En Pogolotti, un oasis transformador del alma comunitaria

Por Ildefonso Igorra  y Cristian O. Pérez (fotos)   participantes

Había una vez un barrio donde el sol proyectaba sombras largas, los perros ni siquiera ladraban de angustia y la arquitectura abigarrada de sus casas, cortaba en dos, y hasta tres, las familias obreras. Había una vez… que terminó cuando una canción en el aire rasgó las nubes y una brisa de esperanza anidó en el recinto de los Mayores.

Y eso precisamente constataron los integrantes del Posgrado internacional Comunicación Hipermedia en el ámbito local, que sesiona del 12 al 30 de noviembre en el Instituto Internacional de Periodismo “José Martí”, cuando traspasaron el umbral de la Casa Comunitaria del Adulto Mayor en el Consejo Popular habanero de Pogolotti-Belén-Finlay.

Sus anfitrionas (porque aquí las mujeres dictan pautas) llevaron de la mano a más de 30 comunicadores de doce países latinoamericanos, por un mundo de muñecos, ensoñaciones plásticas y melodías. Sí, porque Noemí, Cecilia, Mercedes, Delia, Milagros, Ana María y Diosa, entre muchas otras, tejen desde 1990 una malla que atrapa desvíos y los encarrila por una senda donde lo humano es divino.

Hablaron, como si el tiempo se les escapara inclemente, de la reparación y equipamiento del local a través del proyecto de colaboración entre Habana Ecópolis y la ONG Oxfam Canadá; del apoyo constante y sustancial del Centro Memorial Dr. Martin Luther King Jr. (enclavado en la zona); y de las transformaciones físicas y culturales del barrio… porque aquí no todo es color de rosa.

A todo lo feo, como indica la canción de Teresita, le ponen un poco de amor, digamos que un manantial. Aquí luchan contra el machismo y encuentran asidero y orientación las madres solteras, los ancianos solos y niños con problemas de conducta, quienes por medio de los trabajadores sociales y demás factores de la sociedad, cambian modos de ser y enfrentan el mañana con una sonrisa más amplia.

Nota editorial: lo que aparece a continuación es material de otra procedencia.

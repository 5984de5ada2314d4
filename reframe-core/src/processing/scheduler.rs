// ============================================================================
// reframe-core/src/processing/scheduler.rs
// ============================================================================
//
// BATCH SCHEDULER: Discovery, fan-out and aggregation for a batch run
//
// Order of operations:
// 1. Validate the configuration and verify ffprobe/ffmpeg. A missing tool
//    stops the run before any job exists.
// 2. Discover inputs and create one job per file.
// 3. Create each distinct output directory once. A directory that cannot be
//    created fails only the jobs that would write into it.
// 4. Run probe -> fit -> encode for every remaining job on a rayon pool built
//    for this batch, sized min(CPUs, override, job count).
// 5. Collect the outcomes into a BatchResult. One job's failure never stops
//    another job.
//
// Probing happens inside the pool as well, so at most `workers` external
// processes run at any time.

use crate::config::CoreConfig;
use crate::discovery::find_processable_files;
use crate::error::{CoreError, CoreResult};
use crate::external::check_dependencies;
use crate::external::ffmpeg::EncodeOptions;
use crate::external::ffprobe_executor::probe;
use crate::external::runner::{CancelFlag, CommandRunner};
use crate::processing::executor::{ExecuteOptions, execute};
use crate::processing::geometry::{resolve_profile, visual_dimensions};
use crate::processing::job::{FailureStage, JobOutcome, JobStatus, TranscodeJob};
use crate::progress_reporting::ProgressReporter;

use rayon::prelude::*;
use std::collections::{BTreeMap, BTreeSet};
use std::path::PathBuf;
use std::time::{Duration, Instant};

/// One failed input and why it failed.
#[derive(Debug, Clone, PartialEq, Eq)]
pub struct JobFailure {
    pub input_path: PathBuf,
    pub stage: FailureStage,
    pub reason: String,
}

/// Aggregate outcome of a batch.
#[derive(Debug, Clone)]
pub struct BatchResult {
    pub total: usize,
    pub succeeded: usize,
    pub failed: usize,
    /// Sorted by input path
    pub failures: Vec<JobFailure>,
    /// Output directories that were created or already existed
    pub output_dirs: BTreeSet<PathBuf>,
    /// Every job, in discovery order
    pub jobs: Vec<TranscodeJob>,
    pub workers: usize,
    pub elapsed: Duration,
}

impl BatchResult {
    pub fn all_succeeded(&self) -> bool {
        self.failed == 0
    }

    /// Summed source size of the jobs that succeeded.
    pub fn input_bytes(&self) -> u64 {
        self.succeeded_jobs().filter_map(|job| job.input_size).sum()
    }

    /// Summed output size of the jobs that succeeded.
    pub fn output_bytes(&self) -> u64 {
        self.succeeded_jobs().filter_map(|job| job.output_size).sum()
    }

    fn succeeded_jobs(&self) -> impl Iterator<Item = &TranscodeJob> {
        self.jobs.iter().filter(|job| job.status == JobStatus::Succeeded)
    }
}

/// Runs a whole batch described by `config`.
///
/// Returns `Err` only for run-scoped problems: invalid configuration, a
/// missing tool, a nonexistent input path, or nothing to process. Everything
/// that goes wrong with an individual file is recorded in the result.
pub fn run_batch(
    runner: &dyn CommandRunner,
    config: &CoreConfig,
    reporter: &dyn ProgressReporter,
    cancel: &CancelFlag,
) -> CoreResult<BatchResult> {
    let started = Instant::now();

    config.validate()?;
    check_dependencies(runner, &config.tools)?;

    let files = find_processable_files(&config.input_paths, config.recursive, &config.output_subdir)?;
    let mut jobs: Vec<TranscodeJob> = files
        .into_iter()
        .map(|path| {
            let mut job = TranscodeJob::new(path, &config.output_subdir);
            job.input_size = std::fs::metadata(&job.input_path).ok().map(|m| m.len());
            job
        })
        .collect();

    let output_dirs = prepare_output_dirs(&mut jobs);

    let workers = config.worker_count(jobs.len());
    let pool = rayon::ThreadPoolBuilder::new()
        .num_threads(workers)
        .thread_name(|i| format!("reframe-worker-{i}"))
        .build()
        .map_err(|e| CoreError::OperationFailed(format!("Failed to build worker pool: {e}")))?;

    log::info!("Processing {} file(s) with {} worker(s)", jobs.len(), workers);
    reporter.on_batch_start(jobs.len(), workers);

    for job in jobs.iter().filter(|job| job.is_terminal()) {
        reporter.on_job_finish(job);
    }

    let options = ExecuteOptions {
        tools: &config.tools,
        encode: EncodeOptions {
            codec: config.codec,
            crf: config.crf,
            rotate: config.rotate,
        },
        verify_output: config.verify_output,
        timeout: config.job_timeout,
        cancel: Some(cancel),
        reporter,
    };

    pool.install(|| {
        jobs.par_iter_mut()
            .filter(|job| !job.is_terminal())
            .for_each(|job| run_job(runner, job, &options));
    });

    Ok(summarize(jobs, output_dirs, workers, started.elapsed()))
}

/// Creates each distinct output directory once, failing the jobs of any
/// directory that cannot be created.
fn prepare_output_dirs(jobs: &mut [TranscodeJob]) -> BTreeSet<PathBuf> {
    let mut by_dir: BTreeMap<PathBuf, Vec<usize>> = BTreeMap::new();
    for (index, job) in jobs.iter().enumerate() {
        by_dir.entry(job.output_dir().to_path_buf()).or_default().push(index);
    }

    let mut created = BTreeSet::new();
    for (dir, indices) in by_dir {
        match std::fs::create_dir_all(&dir) {
            Ok(()) => {
                log::debug!("Output directory ready: {}", dir.display());
                created.insert(dir);
            }
            Err(e) => {
                log::error!("Cannot create output directory {}: {}", dir.display(), e);
                let reason = format!("cannot create output directory {}: {}", dir.display(), e);
                for index in indices {
                    jobs[index].apply(JobOutcome::failed(FailureStage::Filesystem, reason.clone()));
                }
            }
        }
    }
    created
}

/// Probe, fit and encode one job, recording the outcome on it.
fn run_job(runner: &dyn CommandRunner, job: &mut TranscodeJob, options: &ExecuteOptions<'_>) {
    let reporter = options.reporter;

    if options.cancel.is_some_and(CancelFlag::is_cancelled) {
        job.apply(JobOutcome::failed(FailureStage::Cancelled, "cancelled before start"));
        reporter.on_job_finish(job);
        return;
    }

    job.status = JobStatus::Running;
    reporter.on_job_start(&job.input_path);

    match probe(runner, &options.tools.ffprobe, &job.input_path) {
        Ok(profile) => {
            let transform = resolve_profile(&profile, options.encode.rotate);
            let dims = visual_dimensions(&profile, options.encode.rotate);
            log::debug!(
                "{}: display {}x{} -> scale {}x{}, pad top {} bottom {} left {} right {}",
                job.input_path.display(),
                dims.display_width,
                dims.display_height,
                transform.scaled_width,
                transform.scaled_height,
                transform.pad_top,
                transform.pad_bottom,
                transform.pad_left,
                transform.pad_right
            );
            job.profile = Some(profile);
            job.transform = Some(transform);
        }
        Err(e) => {
            log::error!("Probe failed for {}: {}", job.input_path.display(), e);
            job.apply(JobOutcome::failed(FailureStage::Probe, e.to_string()));
            reporter.on_job_finish(job);
            return;
        }
    }

    let outcome = execute(runner, job, options);
    if let JobOutcome::Failed { stage, reason } = &outcome {
        log::error!("{} failed ({}): {}", job.input_path.display(), stage, reason);
    }
    job.apply(outcome);
    reporter.on_job_finish(job);
}

fn summarize(
    jobs: Vec<TranscodeJob>,
    output_dirs: BTreeSet<PathBuf>,
    workers: usize,
    elapsed: Duration,
) -> BatchResult {
    let succeeded = jobs.iter().filter(|job| job.status == JobStatus::Succeeded).count();

    let mut failures: Vec<JobFailure> = jobs
        .iter()
        .filter(|job| job.status == JobStatus::Failed)
        .map(|job| JobFailure {
            input_path: job.input_path.clone(),
            stage: job.failure_stage.unwrap_or(FailureStage::Encode),
            reason: job.error_message.clone().unwrap_or_default(),
        })
        .collect();
    failures.sort_by(|a, b| a.input_path.cmp(&b.input_path));

    BatchResult {
        total: jobs.len(),
        succeeded,
        failed: failures.len(),
        failures,
        output_dirs,
        jobs,
        workers,
        elapsed,
    }
}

Como dijo una de las anfitrionas, ya pasaron del plan A (a la bodega, a la cocina y a aquello otro) al B: ve para los talleres de muñequería y corte y costura, al curso de permacultura, a la Cátedra del Adulto Mayor, a la excursión, al cumpleaños colectivo o a la discotemba… ve, simplemente ve, pero cambia tu vida.

Resultó una tarde fructífera y motivadora, donde cada uno de los visitantes aprendió que los cubanos, como dijo Wilmer, un colega boliviano, somos impredecibles, los gigantes del invento y la resistencia, porque cuando se trata del ser humano, lo damos todo sin mirar cómo y a quién. Pogolotti es una muestra.